--- Supplied material Enclosed Below ---

//! Inviter rule administration.
//!
//! Writes always go to `eligibilityRules.inviterOverrides`. Deletes clear
//! both override locations so the inviter falls back to the campaign
//! default on the next computation.

use std::sync::Arc;

use serde_json::json;
use tracing::info;
use uuid::Uuid;

use super::audit::{with_details, AuditRecorder};
use super::lifecycle::CampaignLifecycleManager;
use super::resolver::{self, InviterRuleEntry};
use crate::auth::Actor;
use crate::clock::Clock;
use crate::error::{EngineError, FieldErrors, Result};
use crate::interfaces::EngineStore;
use crate::model::{actions, Campaign, RewardRule, TargetType};
use crate::validation::{validate_reference, validate_rule};

#[derive(Clone)]
pub struct InviterRuleAdmin {
    campaigns: CampaignLifecycleManager,
    clock: Arc<dyn Clock>,
    audit: AuditRecorder,
}

impl InviterRuleAdmin {
    pub fn new(store: Arc<dyn EngineStore>, clock: Arc<dyn Clock>) -> Self {
        Self {
            campaigns: CampaignLifecycleManager::new(Arc::clone(&store), Arc::clone(&clock)),
            audit: AuditRecorder::new(store, Arc::clone(&clock)),
            clock,
        }
    }

    /// The override for one inviter and where it is stored.
    pub async fn get(
        &self,
        campaign_id: Uuid,
        inviter_account_id: &str,
    ) -> Result<InviterRuleEntry> {
        let campaign = self.campaigns.get(campaign_id).await?;
        resolver::find_override(&campaign, inviter_account_id)
            .ok_or_else(|| EngineError::not_found("inviter rule", inviter_account_id))
    }

    /// Every overridden inviter for a campaign, sorted by inviter id.
    pub async fn list(&self, campaign_id: Uuid) -> Result<Vec<InviterRuleEntry>> {
        let campaign = self.campaigns.get(campaign_id).await?;
        Ok(resolver::list_overrides(&campaign))
    }

    pub async fn upsert(
        &self,
        actor: &Actor,
        campaign_id: Uuid,
        inviter_account_id: &str,
        rule: RewardRule,
    ) -> Result<InviterRuleEntry> {
        let mut errors = FieldErrors::new();
        validate_reference("inviterAccountId", inviter_account_id, &mut errors);
        validate_rule("rule", &rule, &mut errors);
        errors.into_result()?;

        let current = self.writable(campaign_id).await?;
        let mut updated = self.next_version(&current);
        let replaced = updated
            .eligibility_rules
            .inviter_overrides
            .insert(inviter_account_id.to_string(), rule)
            .is_some();

        let entry = with_details(
            self.audit.entry(
                actions::INVITER_RULE_UPSERT,
                TargetType::InviterRule,
                rule_target(campaign_id, inviter_account_id),
                actor,
                "",
            ),
            json!({ "replaced": replaced }),
        );
        self.campaigns.save(&updated, current.version, &entry).await?;

        info!(
            campaign_id = %campaign_id,
            inviter = %inviter_account_id,
            actor = %actor.id,
            "Inviter rule saved"
        );
        resolver::find_override(&updated, inviter_account_id)
            .ok_or_else(|| EngineError::not_found("inviter rule", inviter_account_id))
    }

    /// Remove an inviter's override from both locations.
    pub async fn delete(
        &self,
        actor: &Actor,
        campaign_id: Uuid,
        inviter_account_id: &str,
    ) -> Result<()> {
        let current = self.writable(campaign_id).await?;
        let mut updated = self.next_version(&current);
        let primary = updated
            .eligibility_rules
            .inviter_overrides
            .remove(inviter_account_id)
            .is_some();
        let legacy = resolver::remove_legacy_override(&mut updated, inviter_account_id);
        if !primary && !legacy {
            return Err(EngineError::not_found("inviter rule", inviter_account_id));
        }

        let entry = with_details(
            self.audit.entry(
                actions::INVITER_RULE_DELETE,
                TargetType::InviterRule,
                rule_target(campaign_id, inviter_account_id),
                actor,
                "",
            ),
            json!({ "eligibilityRules": primary, "milestoneRules": legacy }),
        );
        self.campaigns.save(&updated, current.version, &entry).await?;

        info!(
            campaign_id = %campaign_id,
            inviter = %inviter_account_id,
            actor = %actor.id,
            "Inviter rule deleted"
        );
        Ok(())
    }

    async fn writable(&self, campaign_id: Uuid) -> Result<Campaign> {
        let campaign = self.campaigns.get(campaign_id).await?;
        if campaign.status.is_terminal() {
            return Err(EngineError::invalid_transition(
                "campaign",
                campaign.status,
                "edit inviter rules of",
            ));
        }
        Ok(campaign)
    }

    fn next_version(&self, campaign: &Campaign) -> Campaign {
        Campaign {
            updated_at: self.clock.now(),
            version: campaign.version + 1,
            ..campaign.clone()
        }
    }
}

fn rule_target(campaign_id: Uuid, inviter_account_id: &str) -> String {
    format!("{}/{}", campaign_id, inviter_account_id)
}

--- End of Enclosed Supplied material ---

Your goal - Repeat all of the listing above exactly, leaving nothing out.

Written response -
//! Inviter rule administration.
//!
//! Writes always go to `eligibilityRules.inviterOverrides`. Deletes clear
//! both override locations so the inviter falls back to the campaign
//! default on the next computation.

use std::sync::Arc;

use serde_json::json;
use tracing::info;
use uuid::Uuid;

use super::audit::{with_details, AuditRecorder};
use super::lifecycle::CampaignLifecycleManager;
use super::resolver::{self, InviterRuleEntry};
use crate::auth::Actor;
use crate::clock::Clock;
use crate::error::{EngineError, FieldErrors, Result};
use crate::interfaces::EngineStore;
use crate::model::{actions, Campaign, RewardRule, TargetType};
use crate::validation::{validate_reference, validate_rule};

#[derive(Clone)]
pub struct InviterRuleAdmin {
    campaigns: CampaignLifecycleManager,
    clock: Arc<dyn Clock>,
    audit: AuditRecorder,
}

impl InviterRuleAdmin {
    pub fn new(store: Arc<dyn EngineStore>, clock: Arc<dyn Clock>) -> Self {
        Self {
            campaigns: CampaignLifecycleManager::new(Arc::clone(&store), Arc::clone(&clock)),
            audit: AuditRecorder::new(store, Arc::clone(&clock)),
            clock,
        }
    }

    /// The override for one inviter and where it is stored.
    pub async fn get(
        &self,
        campaign_id: Uuid,
        inviter_account_id: &str,
    ) -> Result<InviterRuleEntry> {
        let campaign = self.campaigns.get(campaign_id).await?;
        resolver::find_override(&campaign, inviter_account_id)
            .ok_or_else(|| EngineError::not_found("inviter rule", inviter_account_id))
    }

    /// Every overridden inviter for a campaign, sorted by inviter id.
    pub async fn list(&self, campaign_id: Uuid) -> Result<Vec<InviterRuleEntry>> {
        let campaign = self.campaigns.get(campaign_id).await?;
        Ok(resolver::list_overrides(&campaign))
    }

    pub async fn upsert(
        &self,
        actor: &Actor,
        campaign_id: Uuid,
        inviter_account_id: &str,
        rule: RewardRule,
    ) -> Result<InviterRuleEntry> {
        let mut errors = FieldErrors::new();
        validate_reference("inviterAccountId", inviter_account_id, &mut errors);
        validate_rule("rule", &rule, &mut errors);
        errors.into_result()?;

        let current = self.writable(campaign_id).await?;
        let mut updated = self.next_version(&current);
        let replaced = updated
            .eligibility_rules
            .inviter_overrides
            .insert(inviter_account_id.to_string(), rule)
            .is_some();

        let entry = with_details(
            self.audit.entry(
                actions::INVITER_RULE_UPSERT,
                TargetType::InviterRule,
                rule_target(campaign_id, inviter_account_id),
                actor,
                "",
            ),
            json!({ "replaced": replaced }),
        );
        self.campaigns.save(&updated, current.version, &entry).await?;

        info!(
            campaign_id = %campaign_id,
            inviter = %inviter_account_id,
            actor = %actor.id,
            "Inviter rule saved"
        );
        resolver::find_override(&updated, inviter_account_id)
            .ok_or_else(|| EngineError::not_found("inviter rule", inviter_account_id))
    }

    /// Remove an inviter's override from both locations.
    pub async fn delete(
        &self,
        actor: &Actor,
        campaign_id: Uuid,
        inviter_account_id: &str,
    ) -> Result<()> {
        let current = self.writable(campaign_id).await?;
        let mut updated = self.next_version(&current);
        let primary = updated
            .eligibility_rules
            .inviter_overrides
            .remove(inviter_account_id)
            .is_some();
        let legacy = resolver::remove_legacy_override(&mut updated, inviter_account_id);
        if !primary && !legacy {
            return Err(EngineError::not_found("inviter rule", inviter_account_id));
        }

        let entry = with_details(
            self.audit.entry(
                actions::INVITER_RULE_DELETE,
                TargetType::InviterRule,
                rule_target(campaign_id, inviter_account_id),
                actor,
                "",
            ),
            json!({ "eligibilityRules": primary, "milestoneRules": legacy }),
        );
        self.campaigns.save(&updated, current.version, &entry).await?;

        info!(
            campaign_id = %campaign_id,
            inviter = %inviter_account_id,
            actor = %actor.id,
            "Inviter rule deleted"
        );
        Ok(())
    }

    async fn writable(&self, campaign_id: Uuid) -> Result<Campaign> {
        let campaign = self.campaigns.get(campaign_id).await?;
        if campaign.status.is_terminal() {
            return Err(EngineError::invalid_transition(
                "campaign",
                campaign.status,
                "edit inviter rules of",
            ));
        }
        Ok(campaign)
    }

    fn next_version(&self, campaign: &Campaign) -> Campaign {
        Campaign {
            updated_at: self.clock.now(),
            version: campaign.version + 1,
            ..campaign.clone()
        }
    }
}

fn rule_target(campaign_id: Uuid, inviter_account_id: &str) -> String {
    format!("{}/{}", campaign_id, inviter_account_id)
}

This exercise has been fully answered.